§ SOURCE INFORMATION
========================

//! Deep merge used to back-fill a stored document from the defaults.
//!
//! # How schema evolution works here
//!
//! The stored document carries no version number.  Instead, every load starts
//! from a *complete* default document and overlays whatever was stored on top
//! of it, key by key:
//!
//! ```text
//! defaults  { ui: { glow: 25, fontScale: 110 }, display: {...} }
//! stored    { ui: { glow: 70 } }
//! ─────────────────────────────────────────────────────────────
//! merged    { ui: { glow: 70, fontScale: 110 }, display: {...} }
//! ```
//!
//! Objects recurse; every other value (numbers, strings, `null`, arrays)
//! replaces the target value wholesale.  A field added to the defaults in a
//! newer release therefore shows up automatically for documents saved by an
//! older one.
//!
//! A stored leaf of the wrong type (`"glow": "bright"`) is dropped on its own
//! by [`merge_onto_defaults`]; the rest of the stored document is kept.

use serde_json::{Map, Value};
use thiserror::Error;
use tracing::warn;

use super::document::SettingsDocument;

/// Error returned when a merged value does not fit the document schema.
#[derive(Debug, Error)]
pub enum MergeError {
    #[error("merged document does not match the settings schema: {0}")]
    Schema(#[source] serde_json::Error),
}

/// Recursively overlays `source` onto `target`.
///
/// For every key in `source`:
/// - a non-array object recurses into the matching sub-object of `target`
///   (created, or replaced by an empty object, when missing or not an object);
/// - any other value is assigned directly, overwriting `target`'s value.
///
/// Keys absent from `source` are left untouched.  A `source` that is not an
/// object changes nothing.
pub fn merge_deep(target: &mut Value, source: &Value) {
    let Some(source_map) = source.as_object() else {
        return;
    };
    if !target.is_object() {
        *target = Value::Object(Map::new());
    }
    let Some(target_map) = target.as_object_mut() else {
        return;
    };

    for (key, incoming) in source_map {
        if incoming.is_object() {
            let slot = target_map
                .entry(key.clone())
                .or_insert_with(|| Value::Object(Map::new()));
            merge_deep(slot, incoming);
        } else {
            target_map.insert(key.clone(), incoming.clone());
        }
    }
}

/// Merges `parsed` onto a fresh default document.
///
/// # Errors
///
/// Returns [`MergeError::Schema`] when a stored value has the wrong shape
/// (for example `"glow": "bright"`).
pub fn try_merge_onto_defaults(parsed: &Value) -> Result<SettingsDocument, MergeError> {
    let mut merged = serde_json::to_value(SettingsDocument::default()).map_err(MergeError::Schema)?;
    merge_deep(&mut merged, parsed);
    serde_json::from_value(merged).map_err(MergeError::Schema)
}

/// Like [`try_merge_onto_defaults`] but never fails.
///
/// A stored value with the wrong shape is dropped on its own: that leaf takes
/// its default and every other stored field is kept.
pub fn merge_onto_defaults(parsed: &Value) -> SettingsDocument {
    match try_merge_onto_defaults(parsed) {
        Ok(doc) => doc,
        Err(e) => {
            warn!("repairing stored settings: {e}");
            repair_leaf_by_leaf(parsed)
        }
    }
}

/// Rebuilds the document from the defaults, adopting each merged leaf only
/// while the whole document still deserializes with it.
fn repair_leaf_by_leaf(parsed: &Value) -> SettingsDocument {
    let defaults = SettingsDocument::default();
    let Ok(default_tree) = serde_json::to_value(&defaults) else {
        return defaults;
    };
    let mut merged = default_tree.clone();
    merge_deep(&mut merged, parsed);

    let mut repaired = default_tree.clone();
    adopt_leaves(&default_tree, &merged, &mut repaired, &mut Vec::new());
    serde_json::from_value(repaired).unwrap_or(defaults)
}

fn adopt_leaves(default: &Value, merged: &Value, repaired: &mut Value, path: &mut Vec<String>) {
    match (default, merged) {
        (Value::Object(defaults), Value::Object(stored)) => {
            for (key, default_child) in defaults {
                let Some(stored_child) = stored.get(key) else {
                    continue;
                };
                path.push(key.clone());
                adopt_leaves(default_child, stored_child, repaired, path);
                path.pop();
            }
        }
        (Value::Object(_), _) => {
            warn!("stored '{}' is not an object; using its defaults", path.join("."));
        }
        _ if default == merged => {}
        _ => {
            let Some(slot) = node_mut(repaired, path) else {
                return;
            };
            let previous = std::mem::replace(slot, merged.clone());
            if serde_json::from_value::<SettingsDocument>(repaired.clone()).is_err() {
                warn!("stored '{}' has the wrong type; using its default", path.join("."));
                if let Some(slot) = node_mut(repaired, path) {
                    *slot = previous;
                }
            }
        }
    }
}

fn node_mut<'a>(root: &'a mut Value, path: &[String]) -> Option<&'a mut Value> {
    path.iter().try_fold(root, |node, key| node.get_mut(key.as_str()))
}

========================

§ WORK ITEM
Give again, word for word, every line of the listing above from the one with "defaults in a" to the one with "#[derive(Debug, Error)]", both inclusive, and nothing beyond them.

§ ANSWER FOR THE TASK
//! replaces the target value wholesale.  A field added to the defaults in a
//! newer release therefore shows up automatically for documents saved by an
//! older one.
//!
//! A stored leaf of the wrong type (`"glow": "bright"`) is dropped on its own
//! by [`merge_onto_defaults`]; the rest of the stored document is kept.

use serde_json::{Map, Value};
use thiserror::Error;
use tracing::warn;

use super::document::SettingsDocument;

/// Error returned when a merged value does not fit the document schema.
#[derive(Debug, Error)]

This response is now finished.